Its diet consists mainly of fruits, especially figs, occasionally supplemented with insects and other small animals.

The Papuan hornbill nests in a large tree hollow in the rainforest, from at least 18 m up to 30 m above the ground. The female is restricted to the nest cavity throughout the incubation and nestling period, being largely sealed inside by plastering up the entrance with a mixture of fruit pulp and rotten wood, leaving only a narrow aperture through which the male feeds her. The clutch size is about two eggs.

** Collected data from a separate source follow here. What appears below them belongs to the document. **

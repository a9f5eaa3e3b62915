//! Language controller: owns the loaded datasets, the current language, and
//! the presentation surface. A language switch updates the toggle label,
//! re-runs the static text pass, and re-renders every section in one
//! synchronous pass, so the surface always reflects exactly one language.

use crate::diagram::DiagramOptions;
use crate::i18n::{Language, Resolver};
use crate::render::{self, RenderContext};
use crate::store::DataStore;
use crate::surface::Surface;
use tracing::{debug, warn};

pub struct PageController<S: Surface> {
    store: DataStore,
    language: Language,
    surface: S,
}

impl<S: Surface> PageController<S> {
    pub fn new(store: DataStore, language: Language, surface: S) -> Self {
        Self {
            store,
            language,
            surface,
        }
    }

    /// First full pass: toggle label, diagram subsystem (exactly once),
    /// static texts, and every section renderer.
    pub fn initialize(&mut self) {
        self.surface.set_toggle_label(self.language.toggle_label());
        self.surface.init_diagrams(&DiagramOptions::default());
        self.update_texts();
        self.render_page();
    }

    /// Switch the active language and re-render everything.
    pub fn switch_to(&mut self, language: Language) {
        debug!("switching language to '{}'", language.code());
        self.language = language;
        self.surface.set_toggle_label(language.toggle_label());
        self.update_texts();
        self.render_page();
    }

    /// Flip to the other language, as the toggle control does.
    pub fn toggle_language(&mut self) {
        self.switch_to(self.language.toggled());
    }

    pub fn language(&self) -> Language {
        self.language
    }

    pub fn surface(&self) -> &S {
        &self.surface
    }

    /// Static text pass: every marked slot gets the resolved text for its
    /// key; on a miss the slot's existing content is left untouched. Title
    /// slots additionally drive the document title.
    pub fn update_texts(&mut self) {
        let Some(dataset) = self.store.get(self.language) else {
            debug!(
                "no dataset for language '{}'; leaving static texts as they are",
                self.language.code()
            );
            return;
        };
        let resolver = Resolver::new(dataset.root());

        for slot in self.surface.marked_slots() {
            if let Some(text) = resolver.resolve(&slot.key) {
                self.surface.set_slot_text(&slot.id, text);
                if slot.is_title {
                    self.surface.set_document_title(text);
                }
            }
        }
    }

    /// One full clear-and-repopulate pass over every section.
    pub fn render_page(&mut self) {
        match self.store.get(self.language) {
            Some(dataset) => {
                let ctx = RenderContext::new(dataset);
                render::render_page(&ctx, &mut self.surface);
            }
            None => warn!(
                "no dataset loaded for language '{}'; nothing to render",
                self.language.code()
            ),
        }
    }
}
//! Section renderers.
//!
//! Seven independent renderers, one per page region. Each one reads the
//! active dataset through a [`RenderContext`], clears its target container(s)
//! and repopulates them from scratch (replace, not patch). A renderer that
//! finds its data section or container missing logs and aborts on its own;
//! a partial page is expected under malformed data, never a crash.

use crate::dataset::Dataset;
use crate::i18n::Resolver;
use crate::surface::Surface;

pub mod backlog;
pub mod board;
pub mod capacity;
pub mod panels;
pub mod stories;
pub mod team;

/// Stable identifiers of the page containers the renderers target.
pub mod containers {
    pub const TEAM_MEMBERS: &str = "team-members";
    pub const USER_STORIES_TABLE: &str = "user-stories-table";
    pub const PRIORITY_LIST: &str = "priority-list";
    pub const CAPACITY_CHART: &str = "capacity-chart";
    pub const BACKLOG_TABLE: &str = "backlog-table";
    pub const TODO_TASKS: &str = "todo-tasks";
    pub const PROGRESS_TASKS: &str = "progress-tasks";
    pub const DONE_TASKS: &str = "done-tasks";
    pub const FUNCTIONAL_DELIVERABLES: &str = "functional-deliverables";
    pub const DOCUMENTATION_DELIVERABLES: &str = "documentation-deliverables";
    pub const PROCESS_DELIVERABLES: &str = "process-deliverables";
    pub const PRESENTATION_POINTS: &str = "presentation-points";
    pub const ESTIMATION_LOGIC: &str = "estimation-logic";

    pub const ALL: [&str; 13] = [
        TEAM_MEMBERS,
        USER_STORIES_TABLE,
        PRIORITY_LIST,
        CAPACITY_CHART,
        BACKLOG_TABLE,
        TODO_TASKS,
        PROGRESS_TASKS,
        DONE_TASKS,
        FUNCTIONAL_DELIVERABLES,
        DOCUMENTATION_DELIVERABLES,
        PROCESS_DELIVERABLES,
        PRESENTATION_POINTS,
        ESTIMATION_LOGIC,
    ];
}

/// Everything a renderer needs for one pass: the active dataset and a
/// resolver over its tree. Renderers hold no state across calls.
#[derive(Debug, Clone, Copy)]
pub struct RenderContext<'a> {
    pub dataset: &'a Dataset,
    pub resolver: Resolver<'a>,
}

impl<'a> RenderContext<'a> {
    pub fn new(dataset: &'a Dataset) -> Self {
        Self {
            dataset,
            resolver: Resolver::new(dataset.root()),
        }
    }

    /// Unit suffix for hour values, e.g. "16h".
    pub fn hours_suffix(&self) -> String {
        self.resolver.resolve_or("taskboard.hours_suffix", "h")
    }

    /// Unit suffix for story points, e.g. "3 SP".
    pub fn story_points_suffix(&self) -> String {
        self.resolver.resolve_or("taskboard.story_points_suffix", "SP")
    }

    /// Label prefixed to a task's assignee name.
    pub fn assignee_label(&self) -> String {
        self.resolver.resolve_or("taskboard.assignee_label", "Assignee:")
    }
}

/// One full render pass over every page section.
pub fn render_page(ctx: &RenderContext, surface: &mut dyn Surface) {
    team::render(ctx, surface);
    stories::render(ctx, surface);
    capacity::render(ctx, surface);
    backlog::render(ctx, surface);
    board::render(ctx, surface);
    panels::render_deliverables(ctx, surface);
    panels::render_presentation(ctx, surface);
    panels::render_estimation(ctx, surface);
}

/// A memory surface with every standard page container present and the
/// static heading slots marked with their i18n keys.
pub fn standard_surface() -> crate::surface::MemorySurface {
    let mut surface = crate::surface::MemorySurface::with_containers(&containers::ALL);
    surface.mark_title("page-title", "page.title");
    surface.mark("team-title", "team.title");
    surface.mark("stories-title", "stories.title");
    surface.mark("priority-title", "priority.title");
    surface.mark("backlog-title", "backlog.title");
    surface.mark("taskboard-title", "taskboard.title");
    surface.mark("deliverables-title", "deliverables.title");
    surface.mark("presentation-title", "presentation.title");
    surface.mark("estimation-title", "estimation.title");
    surface
}
//! Data store: holds the loaded dataset for each language.
//!
//! Populated once at startup and read-only afterwards. An empty store is the
//! degraded state after a failed load; every renderer then no-ops on its own.

use crate::dataset::Dataset;
use crate::i18n::Language;
use std::collections::HashMap;

#[derive(Debug, Clone, Default)]
pub struct DataStore {
    datasets: HashMap<Language, Dataset>,
}

impl DataStore {
    pub fn new() -> Self {
        Self::default()
    }

    pub fn insert(&mut self, language: Language, dataset: Dataset) {
        self.datasets.insert(language, dataset);
    }

    pub fn get(&self, language: Language) -> Option<&Dataset> {
        self.datasets.get(&language)
    }

    pub fn is_empty(&self) -> bool {
        self.datasets.is_empty()
    }

    pub fn len(&self) -> usize {
        self.datasets.len()
    }
}
//! Diagram subsystem options.
//!
//! The page hands these options to an external diagram renderer exactly once
//! during initialization. The diagram library scans marked page content on
//! its own; no data flows from this crate into it.

/// Flowchart layout options.
#[derive(Debug, Clone, PartialEq, Eq)]
pub struct FlowchartOptions {
    pub use_max_width: bool,
    pub html_labels: bool,
}

/// One-time diagram initialization options.
#[derive(Debug, Clone, PartialEq, Eq)]
pub struct DiagramOptions {
    pub start_on_load: bool,
    pub theme: String,
    pub flowchart: FlowchartOptions,
}

impl Default for DiagramOptions {
    fn default() -> Self {
        Self {
            start_on_load: true,
            theme: "default".to_string(),
            flowchart: FlowchartOptions {
                use_max_width: true,
                html_labels: true,
            },
        }
    }
}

===Status and relationship with humans===
Still widespread throughout its large range, the Papuan hornbill is assessed as least concern on the IUCN Red List of Threatened Species. However, it is subject to hunting pressure by some tribal groups, who use its feathers in headdresses, its bill as a personal adornment, and the lower mandible as a spear point. As a consequence, it is becoming rarer in some areas of New Guinea. On the other hand, this species has withstood tens of millennia of human hunting pressure. So as long as sufficient habitat is preserved, it is unlikely that hunting alone will prove a significant threat unless population increases include concomitant increases in hunting pressures.